NEITI: NNPC Yet to Explain Missing BillionsThe Nigeria Extractive Industries Transparency Initiative (NEITI), the agency tasked with cleaning up Nigeria’s murky oil industry, has said even though financial accountability has improved, the Nigerian National Petroleum Corporation (NNPC) still has not explained billions of dollars of missing revenue.

While energy producers have cooperated and complied with requirements to publish payments, NEITI has struggled with the state-owned oil firm, Waziri Adio, executive secretary of the agency, said in a recent interview with Bloomberg.

The state oil company hasn’t explained what it did with at least $22.7 billion earned from the sale of oil licences and in dividends from its stake in the Nigeria Liquefied Natural Gas (NLNG) Company over a 15-year period, he said.

“The sector is no longer the black hole that it once was, but we could still use more transparency,” Adio said. “Things are opening up. There could be more in the area of contracts, ownership and expenditure transparency, but definitely there is some progress.”

Ndu Ughamadu, NNPC spokesman, didn’t answer three calls on his mobile phone and two text messages seeking comment.
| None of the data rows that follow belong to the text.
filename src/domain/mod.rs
// src/domain/mod.rs
pub mod access;
pub mod content;
pub mod errors;
pub mod publisher;
pub mod subscription;
pub mod user;
use std::sync::Arc;

use crate::{application::access::AccessResolver, domain::content::ContentReadRepository};

pub struct ContentQueryService {
    pub(super) read_repo: Arc<dyn ContentReadRepository>,
    pub(super) access: Arc<AccessResolver>,
}

impl ContentQueryService {
    pub fn new(read_repo: Arc<dyn ContentReadRepository>, access: Arc<AccessResolver>) -> Self {
        Self { read_repo, access }
    }
}
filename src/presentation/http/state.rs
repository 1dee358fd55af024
// src/presentation/http/state.rs
use crate::application::services::ApplicationServices;
use crate::domain::content::ContentKind;
use sqlx::PgPool;
use std::sync::Arc;

#[derive(Clone)]
pub struct HttpState {
    pub services: Arc<ApplicationServices>,
    /// Pool used by the health probe; absent when running on other storage.
    pub db_pool: Option<PgPool>,
}

/// Content kind served by a nested router (`/articles` or `/newsletters`).
#[derive(Debug, Clone, Copy)]
pub struct ContentScope(pub ContentKind);
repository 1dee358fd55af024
// src/infrastructure/security/mod.rs
pub mod claims;
pub mod token;
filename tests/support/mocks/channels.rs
// tests/support/mocks/channels.rs
use async_trait::async_trait;
use newsdesk_core::application::ports::notification::{
    ChannelError, EmailMessage, EmailSender, MediaHandle, PostReceipt, PublishEventSink,
    SocialChannel,
};
use newsdesk_core::domain::content::PublishEvent;
use std::{
    path::{Path, PathBuf},
    sync::Mutex,
    time::Duration,
};

#[derive(Default)]
pub struct RecordingEventSink {
    events: Mutex<Vec<PublishEvent>>,
}

impl RecordingEventSink {
    pub fn events(&self) -> Vec<PublishEvent> {
        self.events.lock().unwrap().clone()
    }
}

impl PublishEventSink for RecordingEventSink {
    fn emit(&self, event: PublishEvent) {
        self.events.lock().unwrap().push(event);
    }
}

#[derive(Default)]
pub struct RecordingEmailSender {
    sent: Mutex<Vec<EmailMessage>>,
    failure: Option<String>,
}

impl RecordingEmailSender {
    pub fn failing(reason: &str) -> Self {
        Self {
            sent: Mutex::new(Vec::new()),
            failure: Some(reason.to_string()),
        }
    }

    pub fn sent(&self) -> Vec<EmailMessage> {
        self.sent.lock().unwrap().clone()
    }
}

#[async_trait]
impl EmailSender for RecordingEmailSender {
    async fn send(&self, message: &EmailMessage) -> Result<(), ChannelError> {
        if let Some(reason) = &self.failure {
            return Err(ChannelError::Transport(reason.clone()));
        }
        self.sent.lock().unwrap().push(message.clone());
        Ok(())
    }
}

#[derive(Debug, Clone, PartialEq, Eq)]
pub struct RecordedPost {
    pub text: String,
    pub media: Option<MediaHandle>,
}

/// Social channel double. Behaviour is fixed at construction.
pub struct RecordingSocialChannel {
    posts: Mutex<Vec<RecordedPost>>,
    uploads: Mutex<Vec<PathBuf>>,
    media: bool,
    disabled: bool,
    fail_upload: bool,
    fail_post: bool,
    delay: Option<Duration>,
}

impl Default for RecordingSocialChannel {
    fn default() -> Self {
        Self {
            posts: Mutex::new(Vec::new()),
            uploads: Mutex::new(Vec::new()),
            media: true,
            disabled: false,
            fail_upload: false,
            fail_post: false,
            delay: None,
        }
    }
}

impl RecordingSocialChannel {
    pub fn without_media() -> Self {
        Self {
            media: false,
            ..Self::default()
        }
    }

    pub fn disabled() -> Self {
        Self {
            disabled: true,
            ..Self::default()
        }
    }

    pub fn failing_uploads() -> Self {
        Self {
            fail_upload: true,
            ..Self::default()
        }
    }

    pub fn failing_posts() -> Self {
        Self {
            fail_post: true,
            ..Self::default()
        }
    }

    pub fn slow(delay: Duration) -> Self {
        Self {
            delay: Some(delay),
            ..Self::default()
        }
    }

    pub fn posts(&self) -> Vec<RecordedPost> {
        self.posts.lock().unwrap().clone()
    }

    pub fn uploads(&self) -> Vec<PathBuf> {
        self.uploads.lock().unwrap().clone()
    }
}

#[async_trait]
impl SocialChannel for RecordingSocialChannel {
    fn supports_media(&self) -> bool {
        self.media
    }

    async fn upload_media(&self, path: &Path) -> Result<MediaHandle, ChannelError> {
        if self.fail_upload {
            return Err(ChannelError::Rejected {
                status: 400,
                body: "unsupported media".into(),
            });
        }
        let mut uploads = self.uploads.lock().unwrap();
        uploads.push(path.to_path_buf());
        Ok(MediaHandle(format!("media-{}", uploads.len())))
    }

    async fn post(&self, text: &str, media: Option<&MediaHandle>) -> Result<PostReceipt, ChannelError> {
        if let Some(delay) = self.delay {
            tokio::time::sleep(delay).await;
        }
        if self.disabled {
            return Err(ChannelError::Disabled);
        }
        if self.fail_post {
            return Err(ChannelError::Credentials("token revoked".into()));
        }
        let mut posts = self.posts.lock().unwrap();
        posts.push(RecordedPost {
            text: text.to_string(),
            media: media.cloned(),
        });
        Ok(PostReceipt {
            id: Some(format!("post-{}", posts.len())),
        })
    }
}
The company has said in the past it has the authority of the government in its actions.
Royal Dutch Shell, ExxonMobil Corporation, Chevron Corporation, Total and Eni operate joint ventures with the state oil company that account for about 90 per cent of the output of Nigeria, Africa’s top producer.

NEITI was set up in 2004 after Nigeria acceded to the Extractive Industries Transparency Initiative, which requires international energy companies and governments involved in mining to publish all their payments.
Nigeria LNG is owned 49 per cent by NNPC, 25.6 per cent by Shell, 15 per cent by Total and 10.4 per cent by Eni.

President Muhammadu Buhari, who pledged during his 2015 election campaign to fight widespread graft in the oil and gas industry, appointed Adio in February 2016 to head NEITI.

For all its work in auditing oil industry payments, critics have said the agency remains toothless, lacking the power to compel companies to disclose payments or penalise erring producers.
In its defence, Adio said NEITI’s annual audits have helped the government recover billions of dollars that would have been lost.

“The NEITI law does not give us the power to compel compliance or to enforce our recommendations,” he said. “But we have done our reports, with findings and recommendations, and we have shared them with government.”

So far, the agency has produced reports covering the years from 1999 to 2015 and is working on those for 2016 and 2017, which are scheduled for public presentation in July and November.
Before the end of this year, NEITI plans “to automate our data collection process and be able to provide real-time data and real-time analysis,” Adio said.